Use the interactions package to visualise the model output.
In this episode we will learn to fit a linear regression model when we have two explanatory variables: one continuous and one categorical. Before we fit the model, we can explore the relationship between our variables graphically. We are asking the question: does the relationship between the continuous explanatory variable and the response variable differ between the levels of the categorical variable?
Exploratory plots
Let us take the response variable BMI
, the continuous explanatory variable Weight
and the categorical explanatory variable Sex
as an example. The code below subsets our data for individuals who are older than 17 years with filter()

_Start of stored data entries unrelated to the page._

use std::io::{self, Stderr};
use anyhow::Result;
use crossterm::{
    event::{self, Event, KeyEvent, KeyEventKind, MouseEvent},
    execute,
    terminal::{disable_raw_mode, enable_raw_mode, EnterAlternateScreen, LeaveAlternateScreen},
};
use ratatui::{backend::CrosstermBackend, Terminal};
use futures_util::StreamExt;
use tokio::sync::mpsc;

use crate::conversation::ChatEvent;

pub type Tui = Terminal<CrosstermBackend<Stderr>>;

#[derive(Debug)]
pub enum AppEvent {
    Key(KeyEvent),
    Mouse(MouseEvent),
    Resize(u16, u16),
    Tick,
    /// Delivered by the stream task while a reply is arriving.
    Chat(ChatEvent),
}

pub struct EventHandler {
    rx: mpsc::UnboundedReceiver<AppEvent>,
    tx: mpsc::UnboundedSender<AppEvent>,
}

impl EventHandler {
    pub fn new() -> Self {
        let (tx, rx) = mpsc::unbounded_channel();

        // Spawn event reader task
        let tx_events = tx.clone();
        tokio::spawn(async move {
            let mut reader = event::EventStream::new();
            loop {
                if let Some(Ok(evt)) = reader.next().await {
                    let app_event = match evt {
                        Event::Key(key) => {
                            // Only handle key press events, not release
                            if key.kind == KeyEventKind::Press {
                                Some(AppEvent::Key(key))
                            } else {
                                None
                            }
                        }
                        Event::Mouse(mouse) => Some(AppEvent::Mouse(mouse)),
                        Event::Resize(w, h) => Some(AppEvent::Resize(w, h)),
                        _ => None,
                    };

                    if let Some(event) = app_event {
                        if tx_events.send(event).is_err() {
                            break;
                        }
                    }
                }
            }
        });

        // Spawn tick timer for animations (300ms interval)
        let tx_tick = tx.clone();
        tokio::spawn(async move {
            let mut interval = tokio::time::interval(std::time::Duration::from_millis(300));
            loop {
                interval.tick().await;
                if tx_tick.send(AppEvent::Tick).is_err() {
                    break;
                }
            }
        });

        Self { rx, tx }
    }

    /// Sender clone for tasks that feed events back into the loop.
    pub fn sender(&self) -> mpsc::UnboundedSender<AppEvent> {
        self.tx.clone()
    }

    pub async fn next(&mut self) -> Option<AppEvent> {
        self.rx.recv().await
    }
}

pub fn init() -> Result<Tui> {
    enable_raw_mode()?;
    execute!(io::stderr(), EnterAlternateScreen)?;

    // Enable mouse capture
    execute!(io::stderr(), crossterm::event::EnableMouseCapture)?;

    let backend = CrosstermBackend::new(io::stderr());
    let terminal = Terminal::new(backend)?;

    Ok(terminal)
}

pub fn restore() -> Result<()> {
    execute!(io::stderr(), crossterm::event::DisableMouseCapture)?;
    execute!(io::stderr(), LeaveAlternateScreen)?;
    disable_raw_mode()?;
    Ok(())
}

/// Install panic hook to restore terminal on panic
pub fn install_panic_hook() {
    let original_hook = std::panic::take_hook();
    std::panic::set_hook(Box::new(move |panic_info| {
        let _ = restore();
        original_hook(panic_info);
    }));
}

. The plotting is then initiated using ggplot()
. Inside aes()
, we select the response variable with y = BMI
, the continuous explanatory variable with x = Weight
and the categorical explanatory variable with colour = Sex
. As a consequence of the final argument, the points produced by geom_point()
are coloured by Sex
. Finally, we include opacity using alpha = 0.2
, which allows us to distinguish areas dense in points from sparser areas. Note that RStudio returns the warning “Removed 320 rows containing missing values (geom_point).” - this reflects that 320 participants had missing BMI and/or Weight data.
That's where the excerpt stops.